Once you understand closures, continuations can be explained quite easily in a few different ways. The reason understanding CPS helps is because it connects continuations to the implicit continuations that all functions in most languages use, i.e. the point is that continuations are not esoteric, you depend on them in every program you write. CPS helps you "see" the continuations in your ordinary programs, as opposed to presenting them as something that you've never used before.
# Anton van Straaten

A nit: C is _not_ interpreted by the CPU directly. A C program is compiled to machine code. It is this code that is fetched by the CPU during execution.

On Intel CPU's, each instruction triggers a subroutine stored in the CPU and written in microcode. On other architectures (the 6502 comes right to mind), the instruction is directly executed by hardware (apply a pattern to the chip inputs, read the answer from the outputs). The first case could be considered 'interpretation' (but of a machine language rather than C), but the second is not. Applying the word 'interpret' to a transistor changing state would stretch the definition beyond all recognition.
# Jeff Root

C is not interpreted by the CPU directly, but neither is Python interpreted by the Python interpreter directly -- it is also compiled, in that case to a bytecode representation. All serious (and most trivial) languages these days are compiled. The target may be a CPU, or the microcode of a CPU, or a virtual machine. In all cases, the target interprets the compilation results. Well, JIT might be something a bit different, as it changes the program as it runs it; something now that even CPUs do (Transmeta). Anyway, it's just to say that there's not actually any fundamental difference between the "compiled" languages (like C or Java) and the "interpreted" languages (like Python or Smalltalk).
# Ian Bicking

I may be completely wrong, but the idea of continuations I got from Smalltalkers was something like this:

imagine the stack for a function A that called function B... function A has some local variables its stack-frame, and function B has some local variables in its stack-frame, and there is a pointer to the code instruction in function B that will be called when function A returns. Now, in some Smalltalks, the stack-frames are actually objects.

So instead of a thread of execution creating and disposing of the stack-frame objects, we sort of "suspend" the thread, and retain the stack frames in memory. Smalltalk would actually keep those stack frame objects in the heap instead of the CPU's stack.

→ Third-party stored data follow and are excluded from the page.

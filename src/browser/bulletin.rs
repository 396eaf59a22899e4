//! Bulletin download button.

use gloo_net::http::Request;
use wasm_bindgen::JsCast;
use wasm_bindgen::prelude::*;
use wasm_bindgen_futures::spawn_local;
use web_sys::{Blob, BlobPropertyBag, DomParser, Event, HtmlAnchorElement, SupportedType, Url};

use super::{document, elements, js_message};
use crate::app::SetupError;
use crate::bulletin::{BulletinError, FALLBACK_TARGET, TEXT_MIME, check_status, clean_text, cleanup_step};
use crate::config::{BulletinConfig, PageConfig};

/// Attach the download handler to every trigger element.
pub fn mount(config: &PageConfig) -> Result<(), SetupError> {
    let document = document()?;
    let triggers = elements(&document.query_selector_all(&config.bulletin.trigger_selector)?);
    log::debug!("{} bulletin download triggers", triggers.len());

    for trigger in triggers {
        let bulletin = config.bulletin.clone();
        let on_click = Closure::<dyn FnMut(Event)>::new(move |event: Event| {
            event.prevent_default();
            let bulletin = bulletin.clone();
            spawn_local(async move {
                if let Err(e) = download(&bulletin).await {
                    log::error!("{e}; opening bulletin page instead");
                    open_fallback(&bulletin.url);
                }
            });
        });
        trigger.add_event_listener_with_callback("click", on_click.as_ref().unchecked_ref())?;
        on_click.forget();
    }
    Ok(())
}

async fn download(bulletin: &BulletinConfig) -> Result<(), BulletinError> {
    let resp = Request::get(&bulletin.url)
        .send()
        .await
        .map_err(|e| BulletinError::Fetch(e.to_string()))?;
    check_status(resp.status())?;
    let html = resp.text().await.map_err(|e| BulletinError::Fetch(e.to_string()))?;
    let text = extract_text(&html)?;
    save_text_file(&bulletin.file_name, &text)
}

fn extract_text(html: &str) -> Result<String, BulletinError> {
    let parse_error = |e: JsValue| BulletinError::Parse(js_message(&e));
    let parsed = DomParser::new()
        .and_then(|parser| parser.parse_from_string(html, SupportedType::TextHtml))
        .map_err(parse_error)?;
    let body = parsed.body().ok_or(BulletinError::MissingBody)?;
    Ok(clean_text(&body.text_content().unwrap_or_default()))
}

fn save_text_file(file_name: &str, text: &str) -> Result<(), BulletinError> {
    let download_error = |e: JsValue| BulletinError::Download(js_message(&e));
    let document = web_sys::window()
        .and_then(|w| w.document())
        .ok_or_else(|| BulletinError::Download("document unavailable".to_owned()))?;
    let body = document
        .body()
        .ok_or_else(|| BulletinError::Download("document has no body".to_owned()))?;

    let options = BlobPropertyBag::new();
    options.set_type(TEXT_MIME);
    let parts = js_sys::Array::of1(&JsValue::from_str(text));
    let blob = Blob::new_with_str_sequence_and_options(&parts, &options).map_err(download_error)?;
    let url = Url::create_object_url_with_blob(&blob).map_err(download_error)?;

    let clicked = document
        .create_element("a")
        .map_err(download_error)
        .and_then(|el| {
            el.dyn_into::<HtmlAnchorElement>()
                .map_err(|_| BulletinError::Download("created element is not an anchor".to_owned()))
        })
        .and_then(|anchor| {
            anchor.set_href(&url);
            anchor.set_download(file_name);
            body.append_child(&anchor).map_err(download_error)?;
            anchor.click();
            cleanup_step("remove anchor", body.remove_child(&anchor).map_err(|e| js_message(&e)));
            Ok(())
        });

    cleanup_step("revoke object URL", Url::revoke_object_url(&url).map_err(|e| js_message(&e)));
    clicked
}

fn open_fallback(url: &str) {
    let Some(window) = web_sys::window() else {
        return;
    };
    if let Err(e) = window.open_with_url_and_target(url, FALLBACK_TARGET) {
        log::error!("bulletin fallback navigation failed: {}", js_message(&e));
    }
}
//! Theme values and the typed events that drive transitions.

#[cfg(test)]
#[path = "model_test.rs"]
mod model_test;

use std::fmt;
use std::str::FromStr;

use serde::{Deserialize, Serialize};

/// Visual mode of the page.
#[derive(Clone, Copy, Debug, Default, PartialEq, Eq, Hash, Serialize, Deserialize)]
#[serde(rename_all = "lowercase")]
pub enum Theme {
    #[default]
    Light,
    Dark,
}

impl Theme {
    /// Literal value used for the root attribute and for storage.
    #[must_use]
    pub fn as_str(self) -> &'static str {
        match self {
            Self::Light => "light",
            Self::Dark => "dark",
        }
    }

    #[must_use]
    pub fn opposite(self) -> Self {
        match self {
            Self::Light => Self::Dark,
            Self::Dark => Self::Light,
        }
    }

    /// Map the `prefers-color-scheme: dark` media query result to a theme.
    #[must_use]
    pub fn from_prefers_dark(prefers_dark: bool) -> Self {
        if prefers_dark { Self::Dark } else { Self::Light }
    }

    /// Parse a raw attribute or storage value. Unknown strings yield `None`.
    #[must_use]
    pub fn parse(raw: &str) -> Option<Self> {
        raw.parse().ok()
    }

    /// Icon shown on the toggle while this theme is active.
    ///
    /// The icon advertises the mode a click switches to: a sun while dark,
    /// a moon while light.
    #[must_use]
    pub fn icon(self) -> Icon {
        match self {
            Self::Light => Icon::Moon,
            Self::Dark => Icon::Sun,
        }
    }
}

impl fmt::Display for Theme {
    fn fmt(&self, f: &mut fmt::Formatter<'_>) -> fmt::Result {
        f.write_str(self.as_str())
    }
}

/// Error returned when a string is neither `"light"` nor `"dark"`.
#[derive(Debug, Clone, PartialEq, Eq, thiserror::Error)]
#[error("unknown theme value: {0:?}")]
pub struct UnknownTheme(pub String);

impl FromStr for Theme {
    type Err = UnknownTheme;

    fn from_str(s: &str) -> Result<Self, Self::Err> {
        match s {
            "light" => Ok(Self::Light),
            "dark" => Ok(Self::Dark),
            other => Err(UnknownTheme(other.to_owned())),
        }
    }
}

/// Semantic icon names understood by the icon renderer.
#[derive(Clone, Copy, Debug, PartialEq, Eq)]
pub enum Icon {
    Sun,
    Moon,
}

impl Icon {
    #[must_use]
    pub fn name(self) -> &'static str {
        match self {
            Self::Sun => "sun",
            Self::Moon => "moon",
        }
    }

    /// Placeholder markup the icon library replaces with an SVG.
    #[must_use]
    pub fn placeholder_html(self) -> String {
        format!(r#"<i data-feather="{}"></i>"#, self.name())
    }
}

/// Asynchronous notifications delivered by the platform after startup.
#[derive(Clone, Debug, PartialEq, Eq)]
pub enum ThemeEvent {
    /// The OS color-scheme preference changed.
    SystemPreferenceChanged { value: Theme },
    /// The root theme attribute was written. `None` when the attribute is
    /// missing or holds an unrecognized value.
    AttributeChanged { new_value: Option<Theme> },
}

For a web-app framework like Seaside manages those stack-frames, causing them and their associated code to be executed in response to events...

This kind of goes back to "an object is like a little computer that responds to messages" that was Alan Kay's basic idea of OO programming in the late 1960's.
# keith ray

This area is one of the more exciting areas in Python in my opinion, although I still don't fully understand it. I think this is the solution I've been looking for event driven application programming. I've written an event driven proxy in C++ and holy heck it is nightmare. Basically you have to manually mark the state everytime you need an event from the OS to continue. It can be done, but it is switch statement hell.
# Christopher Baus

The concept behind continuations is relatively easy: the problem is that to build something non-trivial with continuations is hard. Also, reading non-trivial code involving continuations is extremely hard, especially in Scheme, which makes big effort to make then unreadable.

I am very much against exposing continuations to the application programmer: I don't want to make the job of the language implementor. Having said that, you can play cool games with continuations; for instance you can implement Python generators in few lines:

http://chicken.humankraft.com/wiki.ssp?page=Python%2dlike%20generators

(this is one of the simplest non-trivial usages of continuations I know of, still I needed a very substantial effort to reach the competence to write it).